Segment Start: Provided records

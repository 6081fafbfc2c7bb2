//! Notes screen: note list, editor fields, header and footer.

use crossterm::event::{KeyCode, KeyEvent, KeyModifiers};
use ratatui::{
    buffer::Buffer,
    layout::{Constraint, Layout, Rect},
    widgets::{StatefulWidget, Widget},
};

use crate::NAME;
use crate::application::dto::SaveNoteRequest;
use crate::domain::entities::NoteBook;
use crate::domain::errors::NoteError;
use crate::domain::keybinding::{Action, Keybind};
use crate::domain::search::TagFilter;
use crate::presentation::commands::{CommandRegistry, HasCommands};
use crate::presentation::theme::Theme;
use crate::presentation::widgets::{
    BodyEditor, FocusContext, FooterBar, FooterBarStyle, HeaderBar, HeaderBarStyle, NoteList,
    NoteListState, TextInput,
};

const LIST_WIDTH_PERCENT: u16 = 35;
const LIST_MIN_WIDTH: u16 = 20;
const STACKED_LAYOUT_BELOW: u16 = 60;

/// What the app should do after a key reached the screen.
#[allow(missing_docs)]
#[derive(Debug, Clone, Copy, PartialEq, Eq)]
pub enum NotesKeyResult {
    Consumed,
    Ignored,
    Quit,
    AddNote,
    DeleteNote,
    SaveNote,
    ToggleTagSearch,
    SelectionChanged,
}

/// State of the notes screen: list, editor fields, focus and tag filter.
pub struct NotesScreenState {
    list: NoteListState,
    title_input: TextInput,
    tags_input: TextInput,
    body_editor: BodyEditor<'static>,
    focus: FocusContext,
    filter: TagFilter,
    show_footer: bool,
}

impl Default for NotesScreenState {
    fn default() -> Self {
        Self::new()
    }
}

impl NotesScreenState {
    /// Creates the screen with the list focused and no filter.
    #[must_use]
    pub fn new() -> Self {
        let mut state = Self {
            list: NoteListState::new(),
            title_input: TextInput::new("Title").placeholder("Note title"),
            tags_input: TextInput::new("Tags").placeholder("tag, another tag"),
            body_editor: BodyEditor::new(),
            focus: FocusContext::NoteList,
            filter: TagFilter::Inactive,
            show_footer: true,
        };
        state.apply_focus();
        state
    }

    /// Shows or hides the key binding footer.
    #[must_use]
    pub const fn with_footer(mut self, show_footer: bool) -> Self {
        self.show_footer = show_footer;
        self
    }

    /// Returns the focused pane.
    #[must_use]
    pub const fn focus(&self) -> FocusContext {
        self.focus
    }

    /// Returns the tag filter.
    #[must_use]
    pub const fn filter(&self) -> &TagFilter {
        &self.filter
    }

    /// Returns the note list state.
    #[must_use]
    pub const fn list(&self) -> &NoteListState {
        &self.list
    }

    /// Returns the title selected in the list.
    #[must_use]
    pub fn selected_title(&self) -> Option<&str> {
        self.list.selected_title()
    }

    /// Returns the title field content.
    #[must_use]
    pub fn title_text(&self) -> &str {
        self.title_input.value()
    }

    /// Returns the tags field content.
    #[must_use]
    pub fn tags_text(&self) -> &str {
        self.tags_input.value()
    }

    /// Returns the body editor content.
    #[must_use]
    pub fn body_text(&self) -> String {
        self.body_editor.value()
    }

    /// Moves focus to `focus`.
    pub fn set_focus(&mut self, focus: FocusContext) {
        self.focus = focus;
        self.apply_focus();
    }

    /// Cycles focus forward: list, title, tags, body.
    pub fn focus_next(&mut self) {
        self.set_focus(match self.focus {
            FocusContext::NoteList | FocusContext::Dialog => FocusContext::Title,
            FocusContext::Title => FocusContext::Tags,
            FocusContext::Tags => FocusContext::Body,
            FocusContext::Body => FocusContext::NoteList,
        });
    }

    /// Cycles focus backward.
    pub fn focus_previous(&mut self) {
        self.set_focus(match self.focus {
            FocusContext::NoteList | FocusContext::Dialog => FocusContext::Body,
            FocusContext::Title => FocusContext::NoteList,
            FocusContext::Tags => FocusContext::Title,
            FocusContext::Body => FocusContext::Tags,
        });
    }

    fn apply_focus(&mut self) {
        self.list.set_focused(self.focus == FocusContext::NoteList);
        self.title_input
            .set_focused(self.focus == FocusContext::Title);
        self.tags_input.set_focused(self.focus == FocusContext::Tags);
        self.body_editor
            .set_focused(self.focus == FocusContext::Body);
    }

    /// Recomputes the visible titles from `book` and the active filter.
    ///
    /// `keep` names the title to select; without it the current selection
    /// survives when still visible.
    pub fn resync(&mut self, book: &NoteBook, keep: Option<&str>) {
        let titles = self.filter.apply(book);
        self.list.set_titles(titles, keep);
    }

    /// Fills the editor fields from the selected note.
    pub fn show_selected(&mut self, book: &NoteBook) {
        let Some(title) = self.list.selected_title().map(String::from) else {
            return;
        };
        if let Some(note) = book.get(&title) {
            self.tags_input.set_value(note.tags_display());
            self.body_editor.set_content(note.body());
            self.title_input.set_value(title);
        }
    }

    /// Clears the title field.
    pub fn clear_title(&mut self) {
        self.title_input.clear();
    }

    /// Clears title, tags and body.
    pub fn clear_fields(&mut self) {
        self.title_input.clear();
        self.tags_input.clear();
        self.body_editor.clear();
    }

    /// Snapshot of the editor fields for saving the selected note.
    #[must_use]
    pub fn save_request(&self) -> SaveNoteRequest {
        SaveNoteRequest::new(self.selected_title().map(String::from))
            .with_title(self.title_input.value())
            .with_tags(self.tags_input.value())
            .with_body(self.body_text())
    }

    /// Toggles the tag filter using the tags field and refreshes the list.
    ///
    /// Resetting the filter also clears the tags field.
    ///
    /// # Errors
    /// Returns [`NoteError::EmptySearchTag`] when activating with an empty
    /// tags field; the list is left untouched.
    pub fn toggle_filter(&mut self, book: &NoteBook) -> Result<(), NoteError> {
        let tag = self.tags_text().to_string();
        self.filter.toggle(&tag)?;
        if !self.filter.is_active() {
            self.tags_input.clear();
        }
        self.resync(book, None);
        Ok(())
    }

    /// Routes a key press: global actions first, then the focused pane.
    pub fn handle_key(&mut self, key: KeyEvent, registry: &CommandRegistry) -> NotesKeyResult {
        if let Some(result) = self.handle_global_key(key, registry) {
            return result;
        }

        match self.focus {
            FocusContext::NoteList => self.handle_list_key(key, registry),
            FocusContext::Title | FocusContext::Tags => self.handle_input_key(key, registry),
            FocusContext::Body => self.handle_body_key(key, registry),
            FocusContext::Dialog => NotesKeyResult::Ignored,
        }
    }

    fn handle_global_key(
        &mut self,
        key: KeyEvent,
        registry: &CommandRegistry,
    ) -> Option<NotesKeyResult> {
        match registry.find_action(key)? {
            Action::Quit => Some(NotesKeyResult::Quit),
            Action::AddNote => Some(NotesKeyResult::AddNote),
            Action::DeleteNote => Some(NotesKeyResult::DeleteNote),
            Action::SaveNote => Some(NotesKeyResult::SaveNote),
            Action::ToggleTagSearch => Some(NotesKeyResult::ToggleTagSearch),
            Action::FocusNext => {
                self.focus_next();
                Some(NotesKeyResult::Consumed)
            }
            Action::FocusPrevious => {
                self.focus_previous();
                Some(NotesKeyResult::Consumed)
            }
            Action::FocusList => {
                self.set_focus(FocusContext::NoteList);
                Some(NotesKeyResult::Consumed)
            }
            _ => None,
        }
    }

    fn handle_list_key(&mut self, key: KeyEvent, registry: &CommandRegistry) -> NotesKeyResult {
        if key.code == KeyCode::Char('q') && key.modifiers == KeyModifiers::NONE {
            return NotesKeyResult::Quit;
        }

        let before = self.list.selected_index();
        match registry.find_action(key) {
            Some(Action::NavigateUp) => self.list.select_previous(),
            Some(Action::NavigateDown) => self.list.select_next(),
            Some(Action::SelectFirst) => self.list.select_first(),
            Some(Action::SelectLast) => self.list.select_last(),
            Some(Action::Confirm) => {
                self.set_focus(FocusContext::Title);
                return NotesKeyResult::Consumed;
            }
            Some(Action::Cancel) => return NotesKeyResult::Quit,
            _ => return NotesKeyResult::Ignored,
        }

        if self.list.selected_index() == before {
            NotesKeyResult::Consumed
        } else {
            NotesKeyResult::SelectionChanged
        }
    }

    fn handle_input_key(&mut self, key: KeyEvent, registry: &CommandRegistry) -> NotesKeyResult {
        match registry.find_action(key) {
            Some(Action::Cancel) => {
                self.set_focus(FocusContext::NoteList);
                return NotesKeyResult::Consumed;
            }
            Some(Action::Confirm) if key.code == KeyCode::Enter => {
                self.focus_next();
                return NotesKeyResult::Consumed;
            }
            _ => {}
        }

        let input = if self.focus == FocusContext::Title {
            &mut self.title_input
        } else {
            &mut self.tags_input
        };
        if input.handle_key(key) {
            NotesKeyResult::Consumed
        } else {
            NotesKeyResult::Ignored
        }
    }

    fn handle_body_key(&mut self, key: KeyEvent, registry: &CommandRegistry) -> NotesKeyResult {
        if registry.find_action(key) == Some(Action::Cancel) {
            self.set_focus(FocusContext::NoteList);
            return NotesKeyResult::Consumed;
        }
        if self.body_editor.handle_key(key) {
            NotesKeyResult::Consumed
        } else {
            NotesKeyResult::Ignored
        }
    }
}

impl HasCommands for NotesScreenState {
    fn get_commands(&self, registry: &CommandRegistry) -> Vec<Keybind> {
        let mut commands = Vec::new();
        if self.focus == FocusContext::NoteList {
            commands.extend(registry.keybind(Action::NavigateDown, "Next"));
            commands.extend(registry.keybind(Action::Confirm, "Edit"));
        } else {
            commands.extend(registry.keybind(Action::FocusList, "Notes"));
        }
        commands.extend(registry.keybind(Action::AddNote, "Add"));
        commands.extend(registry.keybind(Action::DeleteNote, "Delete"));
        commands.extend(registry.keybind(Action::SaveNote, "Save"));
        commands.extend(registry.keybind(Action::ToggleTagSearch, self.filter.toggle_label()));
        commands.extend(registry.keybind(Action::FocusNext, "Focus"));
        commands.extend(registry.keybind(Action::Quit, "Quit"));
        commands
    }
}

/// Renders [`NotesScreenState`] with header, list, editor and footer.
pub struct NotesScreen<'a> {
    book: &'a NoteBook,
    theme: &'a Theme,
    commands: Vec<Keybind>,
    location: Option<&'a str>,
    dialog_open: bool,
}

impl<'a> NotesScreen<'a> {
    /// Creates the screen widget; `commands` fill the footer.
    #[must_use]
    pub fn new(book: &'a NoteBook, theme: &'a Theme, commands: Vec<Keybind>) -> Self {
        Self {
            book,
            theme,
            commands,
            location: None,
            dialog_open: false,
        }
    }

    /// Shows where the notes are stored at the right of the footer.
    #[must_use]
    pub const fn location(mut self, location: &'a str) -> Self {
        self.location = Some(location);
        self
    }

    /// Marks the footer focus as the dialog while one is open.
    #[must_use]
    pub const fn dialog_open(mut self, open: bool) -> Self {
        self.dialog_open = open;
        self
    }
}

impl StatefulWidget for NotesScreen<'_> {
    type State = NotesScreenState;

    fn render(self, area: Rect, buf: &mut Buffer, state: &mut Self::State) {
        let footer_height = u16::from(state.show_footer);
        let [header_area, content_area, footer_area] = Layout::vertical([
            Constraint::Length(1),
            Constraint::Min(3),
            Constraint::Length(footer_height),
        ])
        .areas(area);

        let header = HeaderBar::new(NAME)
            .counts(state.list.len(), self.book.len())
            .filter_tag(state.filter.tag())
            .style(HeaderBarStyle::from_theme(self.theme));
        header.render(header_area, buf);

        let (list_area, editor_area) = split_content(content_area);
        NoteList::new(self.theme)
            .title(" Notes ")
            .render(list_area, buf, &mut state.list);
        render_editor(state, self.theme, editor_area, buf);

        if state.show_footer {
            let focus = if self.dialog_open {
                FocusContext::Dialog
            } else {
                state.focus
            };
            FooterBar::new(&self.commands)
                .focus_context(focus)
                .right_info(self.location)
                .style(FooterBarStyle::from_theme(self.theme))
                .render(footer_area, buf);
        }
    }
}

fn split_content(area: Rect) -> (Rect, Rect) {
    if area.width < STACKED_LAYOUT_BELOW {
        let [list, editor] =
            Layout::vertical([Constraint::Percentage(40), Constraint::Min(0)]).areas(area);
        return (list, editor);
    }

    let scaled = u32::from(area.width) * u32::from(LIST_WIDTH_PERCENT) / 100;
    let list_width = u16::try_from(scaled)
        .unwrap_or(area.width)
        .max(LIST_MIN_WIDTH);
    let [list, editor] =
        Layout::horizontal([Constraint::Length(list_width), Constraint::Min(0)]).areas(area);
    (list, editor)
}

fn render_editor(state: &mut NotesScreenState, theme: &Theme, area: Rect, buf: &mut Buffer) {
    let [title_area, tags_area, body_area] = Layout::vertical([
        Constraint::Length(3),
        Constraint::Length(3),
        Constraint::Min(3),
    ])
    .areas(area);

    state.title_input.render_themed(title_area, buf, theme);
    state.tags_input.render_themed(tags_area, buf, theme);
    state.body_editor.render_themed(body_area, buf, theme);
}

Segment End: Provided records

Task to complete: Look through the entries above, find each line containing "domain", and copy it.

Problem solution:
use crate::domain::entities::NoteBook;
use crate::domain::errors::NoteError;
use crate::domain::keybinding::{Action, Keybind};
use crate::domain::search::TagFilter;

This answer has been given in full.